**What you need to do**. Exactly reproduce the data from its first line through the line with "of the window.", leaving out every line after it.

Saved entries
┄┄┄┄┄┄┄┄┄┄┄┄┄┄┄┄┄┄┄┄

//! Window metrics computed per sensor and channel.
//!
//! A [`Metric`] reduces every channel of every sensor across a window to one value and
//! returns the result as a [`Frame`] laid out like the first frame of the window.
//! Frames missing a sensor are skipped for that sensor.

use crate::data::{ConstRange, Frame, Sample, Value};

/// Reduction of a window to a single frame.
pub trait Metric: Send + 'static {
    /// Short name used in logs.
    const NAME: &'static str;

    /// Reduce the values of one channel. Never called with an empty slice.
    fn reduce(&self, values: &[Value]) -> Value;

    /// Reduce every sensor and channel of `range`. `None` for an empty window.
    fn compute(&self, range: &ConstRange<'_>) -> Option<Frame> {
        let layout = &range.first()?.value;
        let mut result = Frame::new();
        let mut column = Vec::with_capacity(range.len());
        for entry in layout {
            let id = entry.sample.id();
            let mut values = Vec::with_capacity(entry.sample.len());
            for channel in 0..entry.sample.len() {
                column.clear();
                column.extend(range.iter().filter_map(|f| f.value.value(id, channel)));
                values.push(self.reduce(&column));
            }
            result.push(entry.label.clone(), Sample::new(id, values));
        }
        Some(result)
    }
}

/// Largest value.
#[derive(Debug, Clone, Copy, Default)]
pub struct Maximum;

impl Metric for Maximum {
    const NAME: &'static str = "maximum";

    fn reduce(&self, values: &[Value]) -> Value {
        values.iter().copied().fold(Value::NEG_INFINITY, Value::max)
    }
}

/// Smallest value.
#[derive(Debug, Clone, Copy, Default)]
pub struct Minimum;

impl Metric for Minimum {
    const NAME: &'static str = "minimum";

    fn reduce(&self, values: &[Value]) -> Value {
        values.iter().copied().fold(Value::INFINITY, Value::min)
    }
}

/// Arithmetic mean.
#[derive(Debug, Clone, Copy, Default)]
pub struct Average;

impl Metric for Average {
    const NAME: &'static str = "average";

    fn reduce(&self, values: &[Value]) -> Value {
        let sum: f64 = values.iter().map(|&v| f64::from(v)).sum();
        (sum / values.len() as f64) as Value
    }
}

/// Root mean square.
#[derive(Debug, Clone, Copy, Default)]
pub struct Rms;

impl Metric for Rms {
    const NAME: &'static str = "rms";

    fn reduce(&self, values: &[Value]) -> Value {
        let squares: f64 = values.iter().map(|&v| f64::from(v).powi(2)).sum();
        (squares / values.len() as f64).sqrt() as Value
    }
}

#[cfg(test)]
mod tests {
    use super::*;
    use crate::data::{SensorId, Sequence, Stamped};

    fn sequence() -> Sequence {
        let a = SensorId::FIRST;
        let b = SensorId::new(2).unwrap();
        [[1.0, -3.0], [3.0, 4.0], [-2.0, 5.0]]
            .iter()
            .enumerate()
            .map(|(i, &[x, y])| {
                let frame: Frame = [Sample::new(a, vec![x, 10.0 * x]), Sample::new(b, vec![y])]
                    .into_iter()
                    .collect();
                Stamped::new(i as f64, frame)
            })
            .collect()
    }

    #[test]
    fn test_extrema_per_channel() {
        let seq = sequence();
        let all = seq.all();
        let max = Maximum.compute(&all).unwrap();
        assert_eq!(max.get(SensorId::FIRST).unwrap().values(), &[3.0, 30.0]);
        assert_eq!(max.value(SensorId::new(2).unwrap(), 0), Some(5.0));
        let min = Minimum.compute(&all).unwrap();
        assert_eq!(min.get(SensorId::FIRST).unwrap().values(), &[-2.0, -20.0]);
        assert_eq!(min.labels(), vec!["sensor1", "sensor2"]);
    }

    #[test]
    fn test_average_and_rms() {
        let seq = sequence();
        let window = seq.range(0, 2, 0);
        let avg = Average.compute(&window).unwrap();
        assert_eq!(avg.value(SensorId::new(2).unwrap(), 0), Some(0.5));
        let rms = Rms.compute(&window).unwrap();
        let expected = ((9.0f32 + 16.0) / 2.0).sqrt();
        let got = rms.value(SensorId::new(2).unwrap(), 0).unwrap();
        assert!((got - expected).abs() < 1e-5);
    }

    #[test]
    fn test_empty_window_has_no_metric() {
        let seq = sequence();
        assert!(Average.compute(&seq.range(10, 2, 0)).is_none());
    }
}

┄┄┄┄┄┄┄┄┄┄┄┄┄┄┄┄┄┄┄┄

**Solution to the problem**.
//! Window metrics computed per sensor and channel.
//!
//! A [`Metric`] reduces every channel of every sensor across a window to one value and
//! returns the result as a [`Frame`] laid out like the first frame of the window.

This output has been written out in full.